Lors de sa visite à Kinshasa en 2023, François avait rencontré des victimes de ce que, paresseusement, nous avons convenu d’appeler «la guerre à l’Est».
«Je suis proche de vous. Vos larmes sont mes larmes, votre souffrance est ma souffrance», avait déclaré le pape qui avaient écouté attentivement des récits des plus bouleversants d’hommes et de femmes qui vivent au quotidien ce qu’Hannah Arendt appelait «la banalité du mal».
Les problèmes du Congo préoccupaient le pape. En 2017, il avait dépêché au Kasaï le nonce apostolique alors que la région venait de connaître des violences d’une ampleur inouïe. J’avais couvert cette visite pour Radio Okapi. Avant de rentrer à Kinshasa, Mgr Luis Mariano Montemayor m’avait accordé une interview qui a ensuite été reprise par toute la presse.
«J’ai longuement parlé avec le Saint Père. Pensez que la dernière fois que nous nous sommes réunis, il était en train de recevoir Trump [le président américain, NDLR]. Mais, il m’a réservé une heure pour parler du Congo. C’est pour vous dire jusqu’à quel point il est intéressé [par la question]», m’avait alors confié Mgr Montemayor.
A l’annonce de la mort du pape François, de nombreux officiels et anonymes ont publié des photos de sa visite à Kinshasa et proclamé leur douleur.
Si le pape François était bien «l’ami du Congo», sommes-nous sûrs d’avoir été à la hauteur de son amitié ?
Un ami, on l’écoute. Sa parole est rare. Sa prière sincère. Ses conseils précieux.

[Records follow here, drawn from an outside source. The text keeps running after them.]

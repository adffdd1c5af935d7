//! Scoped on-disk staging of provider credentials.
//!
//! Some provider session setups read credentials from a file. Staging writes
//! that document to an owner-only temporary file (mode `0600` on Unix) whose
//! lifetime is tied to [`StagedCredentials`]: the file is removed by
//! [`release`](StagedCredentials::release), or on drop if construction fails
//! halfway or the owner is dropped without release.

use std::{
    io::Write,
    path::{Path, PathBuf},
};

use serde::Serialize;
use tempfile::{NamedTempFile, TempPath};
use tracing::debug;
use zeroize::Zeroize;

use crate::error::{GatewayError, Result};

/// Credential document in the layout the provider SDK expects.
#[derive(Serialize)]
pub(crate) struct CredentialDocument<'a> {
    pub(crate) sys_id: &'a str,
    pub(crate) product_id: &'a str,
    /// Bare base64 key body, no armor.
    pub(crate) rsa_merch_private_key: &'a str,
    pub(crate) rsa_huifu_public_key: &'a str,
}

/// A staged credential file, removed when released or dropped.
#[derive(Debug)]
pub(crate) struct StagedCredentials {
    path: TempPath,
}

impl StagedCredentials {
    /// Writes `document` to a new temporary file in `dir`.
    ///
    /// # Errors
    ///
    /// Returns [`GatewayError::Transport`] if the file cannot be created or written;
    /// a partially written file is removed before returning.
    pub(crate) fn stage(dir: &Path, document: &CredentialDocument<'_>) -> Result<Self> {
        let mut file = tempfile::Builder::new()
            .prefix("huifu-credentials-")
            .suffix(".json")
            .tempfile_in(dir)
            .map_err(|e| staging_error(dir, &e))?;

        let mut buf = serde_json::to_vec_pretty(document).map_err(|e| {
            GatewayError::Transport(format!("cannot encode credential document: {e}"))
        })?;
        let written = write_all(&mut file, &buf);
        buf.zeroize();
        written.map_err(|e| staging_error(dir, &e))?;

        let path = file.into_temp_path();
        debug!(path = %path.display(), "credentials staged");
        Ok(Self { path })
    }

    /// Location of the staged document.
    pub(crate) fn path(&self) -> &Path {
        &self.path
    }

    /// Removes the staged file.
    ///
    /// # Errors
    ///
    /// Returns [`GatewayError::Cleanup`] if the file could not be deleted.
    pub(crate) fn release(self) -> Result<()> {
        let staged_path: PathBuf = self.path.to_path_buf();
        self.path.close().map_err(|e| {
            GatewayError::Cleanup(format!(
                "cannot remove staged credentials {}: {e}",
                staged_path.display()
            ))
        })?;
        debug!(path = %staged_path.display(), "staged credentials removed");
        Ok(())
    }
}

fn write_all(file: &mut NamedTempFile, buf: &[u8]) -> std::io::Result<()> {
    file.write_all(buf)?;
    file.as_file().sync_all()
}

fn staging_error(dir: &Path, err: &std::io::Error) -> GatewayError {
    GatewayError::Transport(format!("cannot stage credentials in {}: {err}", dir.display()))
}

A Kinshasa, François avait eu ces mots : «Le mal ne l’emporte jamais, il n’a jamais le dernier mot».
Alors qu’il n’est plus là, je vous convie à méditer cette phrase que nous avons peut-être oubliée mais qui resonne comme un appel.

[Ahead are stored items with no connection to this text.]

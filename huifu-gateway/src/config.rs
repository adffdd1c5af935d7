//! Gateway configuration.
//!
//! Loaded from TOML. Every field has a default, so an empty document is a
//! valid configuration that serves on `0.0.0.0:8080` and targets the public
//! provider API.
//!
//! # Examples
//!
//! ```toml
//! [server]
//! port = 9000
//!
//! [http]
//! timeout_secs = 30
//!
//! [provider]
//! enabled = true
//! probe_on_connect = true
//! credential_staging_dir = "/run/huifu-gateway"
//! verify_responses = false
//! ```

use std::{
    net::IpAddr,
    path::{Path, PathBuf},
    time::Duration,
};

use serde::Deserialize;
use url::Url;

use crate::{
    error::{GatewayError, Result},
    model::Environment,
};

/// Environment variable overriding the listen port.
pub const PORT_ENV: &str = "PORT";

/// Environment variable naming the configuration file.
pub const CONFIG_PATH_ENV: &str = "HUIFU_GATEWAY_CONFIG";

/// Top-level gateway configuration.
#[derive(Debug, Clone, Default, Deserialize)]
#[serde(default)]
pub struct GatewayConfig {
    /// Listener settings.
    pub server: ServerConfig,
    /// Outbound HTTP settings for provider calls.
    pub http: HttpConfig,
    /// Provider backend settings.
    pub provider: ProviderConfig,
}

impl GatewayConfig {
    /// Parses and validates a TOML document.
    ///
    /// # Errors
    ///
    /// Returns [`GatewayError::Config`] if the document is not valid TOML or fails
    /// validation.
    pub fn from_toml(toml_str: &str) -> Result<Self> {
        let config: Self = toml::from_str(toml_str)
            .map_err(|e| GatewayError::Config(format!("invalid TOML config: {e}")))?;
        config.validate()?;
        Ok(config)
    }

    /// Reads and validates a TOML file.
    ///
    /// # Errors
    ///
    /// Returns [`GatewayError::Config`] if the file cannot be read or is invalid.
    pub fn from_file<P: AsRef<Path>>(path: P) -> Result<Self> {
        let path = path.as_ref();
        let content = std::fs::read_to_string(path).map_err(|e| {
            GatewayError::Config(format!("cannot read config file {}: {e}", path.display()))
        })?;
        Self::from_toml(&content)
    }

    /// Applies the `PORT` override from the process environment.
    ///
    /// # Errors
    ///
    /// Returns [`GatewayError::Config`] if `PORT` is set but is not a port number.
    pub fn apply_env_overrides(&mut self) -> Result<()> {
        if let Ok(port) = std::env::var(PORT_ENV) {
            self.server.port = port
                .trim()
                .parse()
                .map_err(|_| {
                    GatewayError::Config(format!("{PORT_ENV} is not a valid port: {port}"))
                })?;
        }
        Ok(())
    }

    /// Validates all sections.
    ///
    /// # Errors
    ///
    /// Returns [`GatewayError::Config`] naming the first invalid value.
    pub fn validate(&self) -> Result<()> {
        self.http.validate()?;
        self.provider.validate()
    }
}

/// Listener configuration.
#[derive(Debug, Clone, Deserialize)]
#[serde(default)]
pub struct ServerConfig {
    /// Bind address.
    pub host: String,
    /// Bind port.
    pub port: u16,
}

impl Default for ServerConfig {
    fn default() -> Self {
        Self { host: "0.0.0.0".to_owned(), port: 8080 }
    }
}

impl ServerConfig {
    /// Returns `host:port`.
    #[must_use]
    pub fn bind_address(&self) -> String {
        format!("{}:{}", self.host, self.port)
    }
}

/// Outbound HTTP configuration.
#[derive(Debug, Clone, Deserialize)]
pub struct HttpConfig {
    /// Maximum idle connections per host.
    #[serde(default = "default_pool_max_idle")]
    pub pool_max_idle_per_host: usize,

    /// Request timeout in seconds.
    #[serde(default = "default_timeout_secs")]
    pub timeout_secs: u64,

    /// Connection timeout in seconds.
    #[serde(default = "default_connect_timeout_secs")]
    pub connect_timeout_secs: u64,
}

impl Default for HttpConfig {
    fn default() -> Self {
        Self {
            pool_max_idle_per_host: default_pool_max_idle(),
            timeout_secs: default_timeout_secs(),
            connect_timeout_secs: default_connect_timeout_secs(),
        }
    }
}

impl HttpConfig {
    /// Validates configuration values are within acceptable bounds.
    ///
    /// # Errors
    ///
    /// Returns error if timeout values are outside valid ranges:
    /// - `timeout_secs`: must be 1-300 seconds
    /// - `connect_timeout_secs`: must be 1-60 seconds
    pub fn validate(&self) -> Result<()> {
        if self.timeout_secs == 0 || self.timeout_secs > 300 {
            return Err(GatewayError::Config("timeout_secs must be between 1 and 300".to_owned()));
        }
        if self.connect_timeout_secs == 0 || self.connect_timeout_secs > 60 {
            return Err(GatewayError::Config(
                "connect_timeout_secs must be between 1 and 60".to_owned(),
            ));
        }
        Ok(())
    }

    /// Returns timeout as Duration.
    #[must_use]
    pub const fn timeout(&self) -> Duration {
        Duration::from_secs(self.timeout_secs)
    }

    /// Returns connect timeout as Duration.
    #[must_use]
    pub const fn connect_timeout(&self) -> Duration {
        Duration::from_secs(self.connect_timeout_secs)
    }
}

/// Provider backend configuration.
#[derive(Debug, Clone, Deserialize)]
pub struct ProviderConfig {
    /// When false, every tenant is served by the simulated backend.
    #[serde(default = "default_true")]
    pub enabled: bool,

    /// API root for [`Environment::Test`].
    #[serde(default = "default_base_url")]
    pub test_base_url: String,

    /// API root for [`Environment::Production`].
    #[serde(default = "default_base_url")]
    pub production_base_url: String,

    /// Probe the API root once while building a provider client.
    #[serde(default = "default_true")]
    pub probe_on_connect: bool,

    /// Timeout for the reachability probe in seconds.
    #[serde(default = "default_probe_timeout_secs")]
    pub probe_timeout_secs: u64,

    /// Directory for staged credential documents. Credentials stay in memory when unset.
    #[serde(default)]
    pub credential_staging_dir: Option<PathBuf>,

    /// Provider public key (PEM or bare base64) used to verify response signatures.
    #[serde(default)]
    pub huifu_public_key: Option<String>,

    /// Verify the `sign` field of provider responses.
    #[serde(default)]
    pub verify_responses: bool,
}

impl Default for ProviderConfig {
    fn default() -> Self {
        Self {
            enabled: true,
            test_base_url: default_base_url(),
            production_base_url: default_base_url(),
            probe_on_connect: true,
            probe_timeout_secs: default_probe_timeout_secs(),
            credential_staging_dir: None,
            huifu_public_key: None,
            verify_responses: false,
        }
    }
}

impl ProviderConfig {
    /// Validates base URLs, probe timeout and verification settings.
    ///
    /// # Errors
    ///
    /// Returns [`GatewayError::Config`] if a base URL is not `https` (or `http` to a
    /// loopback host), if the probe timeout is outside 1-60 seconds, or if response
    /// verification is enabled without a provider public key.
    pub fn validate(&self) -> Result<()> {
        parse_base_url("test_base_url", &self.test_base_url)?;
        parse_base_url("production_base_url", &self.production_base_url)?;

        if self.probe_timeout_secs == 0 || self.probe_timeout_secs > 60 {
            return Err(GatewayError::Config(
                "probe_timeout_secs must be between 1 and 60".to_owned(),
            ));
        }
        if self.verify_responses && self.huifu_public_key.is_none() {
            return Err(GatewayError::Config(
                "verify_responses requires huifu_public_key".to_owned(),
            ));
        }
        Ok(())
    }

    /// Returns the parsed API root for `environment`.
    ///
    /// # Errors
    ///
    /// Returns [`GatewayError::Config`] if the configured URL is invalid.
    pub fn base_url(&self, environment: Environment) -> Result<Url> {
        match environment {
            Environment::Test => parse_base_url("test_base_url", &self.test_base_url),
            Environment::Production => {
                parse_base_url("production_base_url", &self.production_base_url)
            }
        }
    }

    /// Returns probe timeout as Duration.
    #[must_use]
    pub const fn probe_timeout(&self) -> Duration {
        Duration::from_secs(self.probe_timeout_secs)
    }
}

fn parse_base_url(field: &str, value: &str) -> Result<Url> {
    let url = Url::parse(value)
        .map_err(|e| GatewayError::Config(format!("{field} is not a valid URL: {e}")))?;

    match url.scheme() {
        "https" => {}
        "http" if is_loopback(&url) => {}
        scheme => {
            return Err(GatewayError::Config(format!(
                "{field} must use https (http is allowed for loopback only), got {scheme}"
            )));
        }
    }
    if url.host_str().is_none() {
        return Err(GatewayError::Config(format!("{field} has no host")));
    }
    Ok(url)
}

fn is_loopback(url: &Url) -> bool {
    match url.host_str() {
        Some("localhost") => true,
        Some(host) => host
            .trim_start_matches('[')
            .trim_end_matches(']')
            .parse::<IpAddr>()
            .is_ok_and(|ip| ip.is_loopback()),
        None => false,
    }
}

fn default_pool_max_idle() -> usize {
    100
}

fn default_timeout_secs() -> u64 {
    30
}

fn default_connect_timeout_secs() -> u64 {
    10
}

fn default_probe_timeout_secs() -> u64 {
    5
}

fn default_base_url() -> String {
    "https://api.huifu.com".to_owned()
}

const fn default_true() -> bool {
    true
}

Cette phrase n’est pas une prophétie ni une incantation. C’est un appel à l’action.
Contrairement au mal, le bien requiert nécessairement une action volontaire.
Si vous n’entretenez pas une route, elle va se détériorer.
Si vous ne curez pas vos rivières, elles seront remplies de déchets et vont vite déborder pour occasionner des inondations.
Si vous ne veillez pas à l’éducation de vos enfants, ils vont se perdre.
Ne rien faire, c’est faire le mal.
Pour que donc «le mal ne l’emporte jamais», il faut faire le bien. C’est cela le message du pape François. Il l’a adressé à chacun d’entre nous.
Sans engagement, le Congo n’ira pas mieux.
Lever les yeux au Ciel ou critiquer les autorités sur les réseaux sociaux ne changera pas la situation du pays. Il faut s’engager pour le bien du Congo.
Le bien du Congo, c’est refuser la corruption.
Le bien du Congo, c’est favoriser le talent et la compétence plutôt que le népotisme et le clientélisme.
Le bien du Congo, c’est voter des dirigeants en ayant conscience qu’ils ont la destinée du pays entre les mains et que seuls les plus qualifiés et les plus intègres doivent en faire partie.
Combien sommes-nous à laisser passer de classe ou de promotion des élèves ou des étudiants qui ne le méritent pas ?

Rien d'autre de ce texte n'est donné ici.